I’m more than bored of individuals policing my body, it’s my body, it’s my borders, I will wear what I want when I want to. It takes courage and strength to express yourself, to look how I choose & wish to look especially when you know the comments will come in full force, but you have to and want to, as this is protesting in your own way.
Sometimes its hard to be a non-conforming individual bored of the rigid boxes that the heteronormative cis-gendered mass majority oppose upon themselves and in turn upon us, it makes me think that the world is still ruled by stale pale males especially in the west from Washington to London, loud-mouthed out of touch men who reinforce bigotry and discrimination in so many shapes and forms, thus allowing it to be more open on the streets, the mask has slipped and the monsters roam freely.

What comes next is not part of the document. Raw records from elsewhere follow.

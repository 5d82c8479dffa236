//! Product constants: palettes, resolutions, preview boxes and blur steps.

use serde::{Deserialize, Serialize};

use crate::assets::color::Color;
use crate::foundation::core::Canvas;

const INITIAL_PALETTE: [[u8; 3]; 9] = [
    [0x00, 0x12, 0x20],
    [0xFF, 0x66, 0x00],
    [0x00, 0x2B, 0x50],
    [0xFF, 0xB3, 0x66],
    [0x00, 0x40, 0x80],
    [0xFF, 0x80, 0x00],
    [0x00, 0x66, 0xCC],
    [0x00, 0x00, 0x00],
    [0x66, 0xA3, 0xFF],
];

/// Dark background colors a shuffle may pick from.
pub const BACKGROUND_PRESETS: [[u8; 3]; 9] = [
    [0x0D, 0x13, 0x19],
    [0x0D, 0x15, 0x1A],
    [0x0D, 0x16, 0x1C],
    [0x0D, 0x17, 0x1D],
    [0x0D, 0x19, 0x1F],
    [0x1A, 0x16, 0x0D],
    [0x1A, 0x13, 0x0D],
    [0x1A, 0x11, 0x0D],
    [0x0D, 0x0D, 0x0D],
];

/// Font sizes a shuffle may pick from.
pub const FONT_SIZES: [f64; 10] = [24.0, 28.0, 32.0, 36.0, 40.0, 44.0, 48.0, 52.0, 56.0, 60.0];

/// Allowed shape count range.
pub const SHAPE_COUNT_RANGE: std::ops::RangeInclusive<usize> = 1..=10;

/// Blur used when a background image is removed while blur is off.
pub const RESTORED_BLUR: f64 = 600.0;

/// Fonts offered by the editor and the weights each ships.
pub const FONTS: &[(&str, &[u16])] = &[
    ("Bricolage Grotesque", &[200, 300, 400, 500, 600, 700, 800]),
    ("Geist", &[100, 200, 300, 400, 500, 600, 700, 800, 900]),
    ("Inter", &[100, 200, 300, 400, 500, 600, 700, 800, 900]),
    ("Manrope", &[200, 300, 400, 500, 600, 700, 800]),
    ("Montserrat", &[100, 200, 300, 400, 500, 600, 700, 800, 900]),
    ("Onest", &[100, 200, 300, 400, 500, 600, 700, 800, 900]),
    ("Poppins", &[100, 200, 300, 400, 500, 600, 700, 800, 900]),
    ("Space Grotesk", &[300, 400, 500, 600, 700]),
    ("DM Serif Display", &[400]),
    ("Instrument Serif", &[400]),
    ("Lora", &[400, 500, 600, 700]),
    ("Ms Madi", &[400]),
    ("Space Mono", &[400, 700]),
];

/// The nine starting shape colors.
pub fn initial_palette() -> Vec<Color> {
    INITIAL_PALETTE
        .iter()
        .map(|&[r, g, b]| Color::rgb8(r, g, b))
        .collect()
}

/// `#0D1319`.
pub fn default_background() -> Color {
    let [r, g, b] = BACKGROUND_PRESETS[0];
    Color::rgb8(r, g, b)
}

/// Output aspect ratio family.
#[derive(Clone, Copy, Debug, PartialEq, Eq, Hash, Serialize, Deserialize)]
#[serde(rename_all = "snake_case")]
pub enum AspectRatio {
    /// 16:9.
    Desktop,
    /// 9:16.
    Mobile,
    /// 1:1.
    Square,
}

impl AspectRatio {
    /// Fixed box the preview is fitted into.
    pub fn preview_box(self) -> (u32, u32) {
        match self {
            Self::Desktop => (768, 432),
            Self::Mobile => (293, 520),
            Self::Square => (520, 520),
        }
    }

    /// Export resolutions offered for this ratio.
    pub fn resolutions(self) -> [Resolution; 2] {
        let (hd, qhd) = match self {
            Self::Desktop => ((1920, 1080), (2560, 1440)),
            Self::Mobile => ((1080, 1920), (1440, 2560)),
            Self::Square => ((1080, 1080), (1440, 1440)),
        };
        [
            Resolution {
                name: "HD",
                canvas: Canvas {
                    width: hd.0,
                    height: hd.1,
                },
            },
            Resolution {
                name: "2K",
                canvas: Canvas {
                    width: qhd.0,
                    height: qhd.1,
                },
            },
        ]
    }
}

/// Named export resolution.
#[derive(Clone, Copy, Debug, PartialEq, Eq)]
pub struct Resolution {
    /// Display name.
    pub name: &'static str,
    /// Pixel size.
    pub canvas: Canvas,
}

/// Named blur slider step.
#[derive(Clone, Copy, Debug, PartialEq)]
pub struct BlurPreset {
    /// Display name.
    pub name: &'static str,
    /// Blur value.
    pub value: f64,
}

const BLUR_PRESETS: [BlurPreset; 4] = [
    BlurPreset { name: "None", value: 0.0 },
    BlurPreset { name: "Low", value: 600.0 },
    BlurPreset { name: "Medium", value: 900.0 },
    BlurPreset { name: "High", value: 1200.0 },
];

const FALLBACK_BLUR_PRESETS: [BlurPreset; 4] = [
    BlurPreset { name: "None", value: 0.0 },
    BlurPreset { name: "Low", value: 400.0 },
    BlurPreset { name: "Medium", value: 600.0 },
    BlurPreset { name: "High", value: 800.0 },
];

/// Blur steps for the host; hosts without native filters get gentler values.
pub fn blur_presets(supports_canvas_filters: bool) -> &'static [BlurPreset; 4] {
    if supports_canvas_filters {
        &BLUR_PRESETS
    } else {
        &FALLBACK_BLUR_PRESETS
    }
}

/// Display scale that fits `canvas` inside a preview box: `min(box_w / W, box_h / H)`.
pub fn preview_scale(canvas: Canvas, preview_box: (u32, u32)) -> f64 {
    let sx = f64::from(preview_box.0) / f64::from(canvas.width.max(1));
    let sy = f64::from(preview_box.1) / f64::from(canvas.height.max(1));
    sx.min(sy)
}

#[cfg(test)]
#[path = "../../tests/unit/scene/presets.rs"]
mod tests;
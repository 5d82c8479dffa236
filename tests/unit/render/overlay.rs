use super::*;
use crate::assets::color::Color;
use crate::assets::text::{ShapedGlyph, find_fallback_font};

fn line(widths: &[f32]) -> ShapedLine {
    let glyphs = widths
        .iter()
        .enumerate()
        .map(|(i, &w)| ShapedGlyph {
            id: i as u32 + 1,
            x_offset: 0.0,
            y: 0.0,
            advance: w,
        })
        .collect();
    ShapedLine {
        glyphs,
        ascent: 8.0,
        descent: 2.0,
    }
}

fn canvas() -> Canvas {
    Canvas {
        width: 200,
        height: 100,
    }
}

#[test]
fn letter_spacing_total_drops_trailing_gap() {
    let (xs, total) = letter_spaced_advances(&[10.0, 20.0, 30.0], 2.0);
    assert_eq!(xs, vec![0.0, 12.0, 34.0]);
    assert_eq!(total, 64.0);
    let (xs, total) = letter_spaced_advances(&[], 5.0);
    assert!(xs.is_empty());
    assert_eq!(total, 0.0);
}

#[test]
fn single_line_is_centered_on_spaced_width() {
    let style = TextOverlay {
        font_size: 10.0,
        letter_spacing: 0.5,
        ..TextOverlay::default()
    };
    let l = layout_text(canvas(), &style, &[line(&[10.0, 10.0])]);
    let line = &l.lines[0];
    assert_eq!(line.width, 25.0);
    assert_eq!(line.left, 100.0 - 12.5);
    assert_eq!(line.baseline, 50.0);
    assert_eq!(line.glyphs[1].x, line.left + 15.0);
    assert_eq!(l.skew_x, 0.0);
}

#[test]
fn baselines_spread_around_center_with_offset() {
    let style = TextOverlay {
        font_size: 20.0,
        line_height: 1.5,
        letter_spacing: 0.0,
        offset: OffsetDef { x: 10.0, y: -5.0 },
        ..TextOverlay::default()
    };
    let l = layout_text(canvas(), &style, &[line(&[4.0]), line(&[4.0]), line(&[4.0])]);
    let b: Vec<f64> = l.lines.iter().map(|l| l.baseline).collect();
    assert_eq!(b, vec![15.0, 45.0, 75.0]);
    assert_eq!(l.lines[0].left, 110.0 - 2.0);
}

#[test]
fn alignment_within_block() {
    let mut style = TextOverlay {
        letter_spacing: 0.0,
        align: TextAlign::Left,
        ..TextOverlay::default()
    };
    let lines = [line(&[40.0]), line(&[10.0])];
    let l = layout_text(canvas(), &style, &lines);
    assert_eq!(l.lines[0].left, 80.0);
    assert_eq!(l.lines[1].left, 80.0);

    style.align = TextAlign::Right;
    let l = layout_text(canvas(), &style, &lines);
    assert_eq!(l.lines[1].left, 110.0);
    assert_eq!(l.lines[1].left + l.lines[1].width, 120.0);
}

#[test]
fn decorations_follow_line_metrics() {
    let style = TextOverlay {
        font_size: 32.0,
        letter_spacing: 0.0,
        underline: true,
        strikethrough: true,
        italic: true,
        ..TextOverlay::default()
    };
    let l = layout_text(canvas(), &style, &[line(&[20.0, 20.0]), ShapedLine::default()]);
    assert_eq!(l.decorations.len(), 2);
    let base = l.lines[0].baseline;
    let under = l.decorations[0];
    assert_eq!(under.center().y, base + UNDERLINE_OFFSET);
    assert_eq!(under.height(), 2.0);
    assert_eq!(under.width(), 40.0);
    assert_eq!(l.decorations[1].center().y, base - 8.0);
    assert_eq!(l.skew_x, ITALIC_SKEW);
}

#[test]
fn logo_is_contained_in_percent_box() {
    let r = logo_rect(canvas(), 50, 50, 30.0, &OffsetDef::default());
    assert!((r.width() - 30.0).abs() < 1e-9);
    assert!((r.height() - 30.0).abs() < 1e-9);
    assert!((r.center().x - 100.0).abs() < 1e-9);

    let r = logo_rect(canvas(), 400, 100, 50.0, &OffsetDef { x: 5.0, y: 0.0 });
    assert!((r.width() - 100.0).abs() < 1e-9);
    assert!((r.height() - 25.0).abs() < 1e-9);
    assert!((r.center().x - 105.0).abs() < 1e-9);
}

#[test]
fn logo_overlay_draws_with_opacity_and_shadow() {
    let img = PreparedImage::solid(10, 10, [255, 255, 255, 255]).unwrap();
    let logo = LogoOverlay {
        image: "logo.png".into(),
        scale_pct: 40.0,
        opacity: 50.0,
        shadow: ShadowDef {
            enabled: true,
            color: Color::rgb8(255, 0, 0),
            blur: 0.0,
            offset_x: 30.0,
            offset_y: 0.0,
        },
        offset: OffsetDef::default(),
    };
    let mut target = vec![0u8; canvas().byte_len()];
    crate::effects::composite::fill(&mut target, [0, 0, 0, 255]);
    let mut raster = Rasterizer::new();
    let mut shaper = TextShaper::new();
    draw_overlay(
        &mut target,
        canvas(),
        &Overlay::Logo(logo),
        OverlayAssets {
            font: None,
            logo: Some(&img),
        },
        &mut raster,
        &mut shaper,
        false,
    )
    .unwrap();

    let px = |x: usize, y: usize| {
        let i = (y * 200 + x) * 4;
        [target[i], target[i + 1], target[i + 2], target[i + 3]]
    };
    // Logo box is 40x40 around (100, 50); shadow is shifted 30px right.
    let center = px(100, 50);
    for c in &center[..3] {
        assert!((120..=135).contains(c), "{center:?}");
    }
    let shadow_only = px(135, 50);
    assert!(shadow_only[0] >= 120 && shadow_only[1] == 0, "{shadow_only:?}");
    assert_eq!(px(5, 5), [0, 0, 0, 255]);
}

#[test]
fn missing_assets_are_noops() {
    let mut target = vec![7u8; canvas().byte_len()];
    let mut raster = Rasterizer::new();
    let mut shaper = TextShaper::new();
    for overlay in [
        Overlay::None,
        Overlay::Text(TextOverlay::default()),
        Overlay::Logo(LogoOverlay::default()),
    ] {
        draw_overlay(
            &mut target,
            canvas(),
            &overlay,
            OverlayAssets::default(),
            &mut raster,
            &mut shaper,
            false,
        )
        .unwrap();
    }
    assert!(target.iter().all(|&b| b == 7));
}

#[test]
fn text_overlay_renders_with_system_font() {
    let Some(path) = find_fallback_font() else {
        return;
    };
    let font = FontFace::from_path(&path).unwrap();
    let style = TextOverlay {
        text: "Hi\nthere".into(),
        font_size: 24.0,
        color: Color::rgb8(255, 255, 255),
        ..TextOverlay::default()
    };
    let mut target = vec![0u8; canvas().byte_len()];
    crate::effects::composite::fill(&mut target, [0, 0, 0, 255]);
    draw_overlay(
        &mut target,
        canvas(),
        &Overlay::Text(style),
        OverlayAssets {
            font: Some(&font),
            logo: None,
        },
        &mut Rasterizer::new(),
        &mut TextShaper::new(),
        false,
    )
    .unwrap();
    assert!(target.chunks_exact(4).any(|px| px[0] > 128));
    assert!(target.chunks_exact(4).all(|px| px[3] == 255));
}

#[test]
fn shadow_blur_is_capped() {
    let shadow = |blur| ShadowDef {
        blur,
        ..ShadowDef::default()
    };
    assert_eq!(shadow_sigma(&shadow(24.0)), 12.0);
    assert_eq!(shadow_sigma(&shadow(200.0)), (MAX_SHADOW_BLUR / 2.0) as f32);
    assert_eq!(shadow_sigma(&shadow(-5.0)), 0.0);
    assert_eq!(shadow_sigma(&shadow(f64::NAN)), 0.0);
}
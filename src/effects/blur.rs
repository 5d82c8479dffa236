use rayon::prelude::*;

use crate::foundation::error::{GradiiError, GradiiResult};

/// Number of box passes used to approximate a Gaussian.
const BOX_PASSES: usize = 3;

/// Largest sigma the reduced-resolution path blurs at after downscaling.
const FALLBACK_MAX_SIGMA: f32 = 6.0;

fn check_len(buf: &[u8], width: u32, height: u32) -> GradiiResult<()> {
    if buf.len() != (width as usize) * (height as usize) * 4 {
        return Err(GradiiError::render(format!(
            "blur buffer of {} bytes does not match {width}x{height}",
            buf.len()
        )));
    }
    Ok(())
}

pub(crate) fn gaussian_kernel_q16(radius: u32, sigma: f32) -> GradiiResult<Vec<u32>> {
    if radius == 0 {
        return Ok(vec![1 << 16]);
    }
    if !sigma.is_finite() || sigma <= 0.0 {
        return Err(GradiiError::validation("blur sigma must be finite and > 0"));
    }

    let r = radius as i32;
    let mut weights_f = Vec::<f64>::with_capacity((2 * r + 1) as usize);
    let mut sum = 0.0f64;
    let denom = 2.0 * f64::from(sigma) * f64::from(sigma);
    for i in -r..=r {
        let x = f64::from(i);
        let w = (-x * x / denom).exp();
        weights_f.push(w);
        sum += w;
    }
    if sum <= 0.0 {
        return Err(GradiiError::render("gaussian kernel sum is zero"));
    }

    let mut weights = Vec::<u32>::with_capacity(weights_f.len());
    let mut acc: i64 = 0;
    for &wf in &weights_f {
        let q = ((wf / sum) * 65536.0).round() as i64;
        let q = q.clamp(0, 65536);
        weights.push(q as u32);
        acc += q;
    }
    let delta = 65536 - acc;
    if delta != 0 {
        let mid = weights.len() / 2;
        weights[mid] = (i64::from(weights[mid]) + delta).clamp(0, 65536) as u32;
    }

    Ok(weights)
}

fn q16_to_u8(acc: u64) -> u8 {
    let v = (acc + 32768) >> 16;
    v.min(255) as u8
}

fn kernel_row_q16(src: &[u8], dst: &mut [u8], k: &[u32]) {
    let radius = (k.len() / 2) as i64;
    let w = (src.len() / 4) as i64;
    for x in 0..w {
        let mut acc = [0u64; 4];
        for (ki, &kw) in k.iter().enumerate() {
            let sx = (x + ki as i64 - radius).clamp(0, w - 1);
            let idx = (sx as usize) * 4;
            for c in 0..4 {
                acc[c] += u64::from(kw) * u64::from(src[idx + c]);
            }
        }
        let out = (x as usize) * 4;
        for c in 0..4 {
            dst[out + c] = q16_to_u8(acc[c]);
        }
    }
}

/// Exact q16 Gaussian blur with clamped edges; used for text and logo shadows where sigma is
/// small.
pub fn gaussian_blur_premul(
    buf: &mut [u8],
    width: u32,
    height: u32,
    sigma: f32,
    parallel: bool,
) -> GradiiResult<()> {
    check_len(buf, width, height)?;
    if !sigma.is_finite() || sigma <= 0.0 {
        return Ok(());
    }
    let radius = (sigma * 3.0).ceil() as u32;
    let k = gaussian_kernel_q16(radius, sigma)?;

    let mut tmp = vec![0u8; buf.len()];
    rows_apply(buf, &mut tmp, width, parallel, |s, d| kernel_row_q16(s, d, &k));
    let t = transpose(&tmp, width, height);
    let mut t_out = vec![0u8; t.len()];
    rows_apply(&t, &mut t_out, height, parallel, |s, d| kernel_row_q16(s, d, &k));
    let back = transpose(&t_out, height, width);
    buf.copy_from_slice(&back);
    Ok(())
}

/// Box widths whose three successive passes approximate a Gaussian of `sigma`.
pub(crate) fn box_sizes_for_gauss(sigma: f32, n: usize) -> Vec<usize> {
    let s = f64::from(sigma);
    let n_f = n as f64;
    let w_ideal = (12.0 * s * s / n_f + 1.0).sqrt();
    let mut wl = w_ideal.floor() as i64;
    if wl % 2 == 0 {
        wl -= 1;
    }
    let wl = wl.max(1);
    let wu = wl + 2;
    let wl_f = wl as f64;
    let m_ideal = (12.0 * s * s - n_f * wl_f * wl_f - 4.0 * n_f * wl_f - 3.0 * n_f)
        / (-4.0 * wl_f - 4.0);
    let m = m_ideal.round().max(0.0) as usize;
    (0..n)
        .map(|i| if i < m { wl as usize } else { wu as usize })
        .collect()
}

/// Zero-padded box filter of radius `r` along one row.
fn box_row(src: &[u8], dst: &mut [u8], r: usize) {
    let w = src.len() / 4;
    if r == 0 || w == 0 {
        dst.copy_from_slice(src);
        return;
    }
    let div = (2 * r + 1) as u32;
    let mut acc = [0u32; 4];
    for x in 0..=r.min(w - 1) {
        for c in 0..4 {
            acc[c] += u32::from(src[x * 4 + c]);
        }
    }
    for x in 0..w {
        for c in 0..4 {
            dst[x * 4 + c] = ((acc[c] + div / 2) / div) as u8;
        }
        if x + r + 1 < w {
            for c in 0..4 {
                acc[c] += u32::from(src[(x + r + 1) * 4 + c]);
            }
        }
        if x >= r {
            for c in 0..4 {
                acc[c] -= u32::from(src[(x - r) * 4 + c]);
            }
        }
    }
}

/// Large-radius Gaussian approximation (three box passes per axis) over a premultiplied buffer.
///
/// Pixels outside the buffer count as transparent, so edges fade out the way a filtered image
/// drawn onto a canvas does.
pub fn box_blur_premul(
    buf: &mut [u8],
    width: u32,
    height: u32,
    sigma: f32,
    parallel: bool,
) -> GradiiResult<()> {
    check_len(buf, width, height)?;
    if !sigma.is_finite() || sigma <= 0.0 {
        return Ok(());
    }
    let radii: Vec<usize> = box_sizes_for_gauss(sigma, BOX_PASSES)
        .into_iter()
        .map(|s| (s - 1) / 2)
        .collect();

    let mut a = buf.to_vec();
    let mut b = vec![0u8; buf.len()];
    for &r in &radii {
        rows_apply(&a, &mut b, width, parallel, |s, d| box_row(s, d, r));
        std::mem::swap(&mut a, &mut b);
    }
    let mut t = transpose(&a, width, height);
    let mut t2 = vec![0u8; t.len()];
    for &r in &radii {
        rows_apply(&t, &mut t2, height, parallel, |s, d| box_row(s, d, r));
        std::mem::swap(&mut t, &mut t2);
    }
    buf.copy_from_slice(&transpose(&t, height, width));
    Ok(())
}

/// Reduced-resolution blur used when the host lacks native canvas filters: area-downscale so the
/// remaining sigma is small, blur there, then bilinear upscale back to full size.
pub fn downsampled_blur_premul(
    buf: &mut [u8],
    width: u32,
    height: u32,
    sigma: f32,
    parallel: bool,
) -> GradiiResult<()> {
    check_len(buf, width, height)?;
    if !sigma.is_finite() || sigma <= 0.0 {
        return Ok(());
    }
    let factor = (sigma / FALLBACK_MAX_SIGMA).ceil().max(1.0) as u32;
    if factor == 1 {
        return box_blur_premul(buf, width, height, sigma, parallel);
    }
    let sw = width.div_ceil(factor).max(1);
    let sh = height.div_ceil(factor).max(1);
    let mut small = area_downscale(buf, width, height, factor, sw, sh);
    box_blur_premul(&mut small, sw, sh, sigma / factor as f32, parallel)?;
    bilinear_upscale_into(&small, sw, sh, buf, width, height, factor);
    Ok(())
}

fn area_downscale(src: &[u8], w: u32, h: u32, factor: u32, sw: u32, sh: u32) -> Vec<u8> {
    let mut out = vec![0u8; (sw as usize) * (sh as usize) * 4];
    for sy in 0..sh {
        for sx in 0..sw {
            let mut acc = [0u32; 4];
            let mut n = 0u32;
            for y in (sy * factor)..((sy + 1) * factor).min(h) {
                for x in (sx * factor)..((sx + 1) * factor).min(w) {
                    let i = ((y * w + x) as usize) * 4;
                    for c in 0..4 {
                        acc[c] += u32::from(src[i + c]);
                    }
                    n += 1;
                }
            }
            let o = ((sy * sw + sx) as usize) * 4;
            for c in 0..4 {
                out[o + c] = ((acc[c] + n / 2) / n.max(1)) as u8;
            }
        }
    }
    out
}

fn bilinear_upscale_into(
    src: &[u8],
    sw: u32,
    sh: u32,
    dst: &mut [u8],
    w: u32,
    h: u32,
    factor: u32,
) {
    let f = factor as f32;
    let sample =
        |x: u32, y: u32, c: usize| -> f32 { f32::from(src[((y * sw + x) as usize) * 4 + c]) };
    for y in 0..h {
        let fy = ((y as f32 + 0.5) / f - 0.5).clamp(0.0, (sh - 1) as f32);
        let y0 = fy.floor() as u32;
        let y1 = (y0 + 1).min(sh - 1);
        let ty = fy - y0 as f32;
        for x in 0..w {
            let fx = ((x as f32 + 0.5) / f - 0.5).clamp(0.0, (sw - 1) as f32);
            let x0 = fx.floor() as u32;
            let x1 = (x0 + 1).min(sw - 1);
            let tx = fx - x0 as f32;
            let o = ((y * w + x) as usize) * 4;
            for c in 0..4 {
                let top = sample(x0, y0, c) * (1.0 - tx) + sample(x1, y0, c) * tx;
                let bot = sample(x0, y1, c) * (1.0 - tx) + sample(x1, y1, c) * tx;
                dst[o + c] = (top * (1.0 - ty) + bot * ty).round().clamp(0.0, 255.0) as u8;
            }
        }
    }
}

fn transpose(src: &[u8], w: u32, h: u32) -> Vec<u8> {
    let (w, h) = (w as usize, h as usize);
    let mut out = vec![0u8; src.len()];
    for y in 0..h {
        for x in 0..w {
            let s = (y * w + x) * 4;
            let d = (x * h + y) * 4;
            out[d..d + 4].copy_from_slice(&src[s..s + 4]);
        }
    }
    out
}

fn rows_apply<F>(src: &[u8], dst: &mut [u8], row_px: u32, parallel: bool, f: F)
where
    F: Fn(&[u8], &mut [u8]) + Sync,
{
    let stride = (row_px as usize) * 4;
    if stride == 0 {
        return;
    }
    if parallel {
        dst.par_chunks_mut(stride)
            .zip(src.par_chunks(stride))
            .for_each(|(d, s)| f(s, d));
    } else {
        for (d, s) in dst.chunks_mut(stride).zip(src.chunks(stride)) {
            f(s, d);
        }
    }
}

#[cfg(test)]
#[path = "../../tests/unit/effects/blur.rs"]
mod tests;
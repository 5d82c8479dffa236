use std::path::PathBuf;
use std::time::Instant;

use anyhow::Context as _;
use clap::{ArgAction, Parser, Subcommand};

#[derive(Parser, Debug)]
#[command(name = "gradii", version, about = "Render layered wallpapers to PNG")]
struct Cli {
    /// Increase log verbosity (-v debug, -vv trace).
    #[arg(short, long, action = ArgAction::Count, global = true)]
    verbose: u8,

    #[command(subcommand)]
    cmd: Command,
}

#[derive(Subcommand, Debug)]
enum Command {
    /// Render a settings file to `gradii-{w}x{h}.png`.
    Render(RenderArgs),
    /// Write the default settings as JSON.
    Init(InitArgs),
    /// Shuffle shape positions and untouched style properties.
    Shuffle(ShuffleArgs),
}

#[derive(Parser, Debug)]
struct RenderArgs {
    /// Input settings JSON.
    #[arg(long = "in")]
    in_path: PathBuf,

    /// Output directory.
    #[arg(long)]
    out: PathBuf,

    /// Use the fallback path of hosts without canvas filters (downsampled blur, data URL export).
    #[arg(long, default_value_t = false)]
    safari: bool,

    /// Override the settings seed.
    #[arg(long)]
    seed: Option<u64>,
}

#[derive(Parser, Debug)]
struct InitArgs {
    /// Output settings JSON.
    #[arg(long)]
    out: PathBuf,
}

#[derive(Parser, Debug)]
struct ShuffleArgs {
    /// Input settings JSON.
    #[arg(long = "in")]
    in_path: PathBuf,

    /// Output settings JSON.
    #[arg(long)]
    out: PathBuf,

    /// Seed for the shuffle.
    #[arg(long)]
    seed: Option<u64>,
}

fn main() -> anyhow::Result<()> {
    let cli = Cli::parse();
    init_logging(cli.verbose);
    match cli.cmd {
        Command::Render(args) => cmd_render(args),
        Command::Init(args) => cmd_init(args),
        Command::Shuffle(args) => cmd_shuffle(args),
    }
}

fn init_logging(verbose: u8) {
    let level = match verbose {
        0 => tracing::Level::WARN,
        1 => tracing::Level::DEBUG,
        _ => tracing::Level::TRACE,
    };
    let _ = tracing_subscriber::fmt()
        .with_max_level(level)
        .with_writer(std::io::stderr)
        .try_init();
}

fn cmd_render(args: RenderArgs) -> anyhow::Result<()> {
    let wallpaper = gradii::Wallpaper::from_path(&args.in_path)?;
    let mut def = wallpaper.into_def();
    if args.seed.is_some() {
        def.seed = args.seed;
    }
    let base_dir = args
        .in_path
        .parent()
        .unwrap_or_else(|| std::path::Path::new("."));

    let caps = if args.safari {
        gradii::RenderCaps::fallback()
    } else {
        gradii::RenderCaps::default()
    };
    let opts = gradii::SessionOpts {
        caps,
        ..gradii::SessionOpts::default()
    };
    let now = Instant::now();
    let mut sess = gradii::EditorSession::new(def, opts)?;
    match gradii::find_fallback_font().map(|p| gradii::FontFace::from_path(&p)) {
        Some(Ok(font)) => sess.set_default_font(font, now),
        Some(Err(e)) => tracing::warn!(error = %e, "default font unreadable"),
        None => tracing::warn!("no default font found, unregistered families are skipped"),
    }
    if let Err(e) = sess.load_referenced_assets(Some(base_dir), now) {
        tracing::warn!(error = %e, "asset load failed, rendering with fallbacks");
        eprintln!("warning: {e}");
    }

    let mut sink = gradii::FileSink::new(&args.out);
    let artifact = sess.export(&mut sink)?;
    let path = args.out.join(&artifact.filename);
    eprintln!("wrote {}", path.display());
    Ok(())
}

fn cmd_init(args: InitArgs) -> anyhow::Result<()> {
    let json = gradii::Wallpaper::from_def(gradii::WallpaperDef::default()).to_json_pretty()?;
    write_text(&args.out, &json)
}

fn cmd_shuffle(args: ShuffleArgs) -> anyhow::Result<()> {
    let mut def = gradii::Wallpaper::from_path(&args.in_path)?.into_def();
    if args.seed.is_some() {
        def.seed = args.seed;
    }
    let mut sess = gradii::EditorSession::new(def, gradii::SessionOpts::default())?;
    sess.generate_new_palette(Instant::now());
    let json = gradii::Wallpaper::from_def(sess.settings().clone()).to_json_pretty()?;
    write_text(&args.out, &json)
}

fn write_text(path: &std::path::Path, text: &str) -> anyhow::Result<()> {
    if let Some(parent) = path.parent().filter(|p| !p.as_os_str().is_empty()) {
        std::fs::create_dir_all(parent)
            .with_context(|| format!("create output dir '{}'", parent.display()))?;
    }
    std::fs::write(path, text).with_context(|| format!("write '{}'", path.display()))?;
    eprintln!("wrote {}", path.display());
    Ok(())
}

It has me thinking then where does freedom form? Am I free when I feel judged and policed? When I hear comments calling me a faggot or nigger or whatever else they muster up to try and stir me, shame me or put in my place - beneath them. I wonder what happened to them for them to hate and then I think of what it would be like to truly feel free to be whatever, whoever, wear anything I like and get smiles, praise or left alone simply to be, that’s my idea of freedom.
Yet instead I get hard stares that are trying to push me back into a more polite and palatable existence, I should do and be like everyone else, fed into a collective consciousness and wear a white or black t-shirt with non descriptive tiger whisk jeans and some Air Force ones, then just maybe the stares would stop and I’d belong to something. Essentially the looks are telling me that I shouldn’t feel comfortable looking the way I look and the collective outrage does its part to make me feel uncomfortable, it’s best to unsettle and unnerve. It’s not just someone seeing me, it’s being seen in a cold light, my being policed and judged.
Their eyes tell me things they sometimes don’t say, I’m offensive to them, how dare I be so bold, so brazen, they laugh they’re entertained, something to talk about for 5 minutes ‘can you believe it’ etc etc.
I often wonder how many who express themselves louder then I, have the courage to deal with this shit on a daily basis, some days I just want to blend in, then I think of all those who fought for my freedoms to be in the here and now, to have come this far for my rights and I say fuck it & fuck them, turn up the music on my headphones, head high, march forward and hop and skip to the beat of the drums.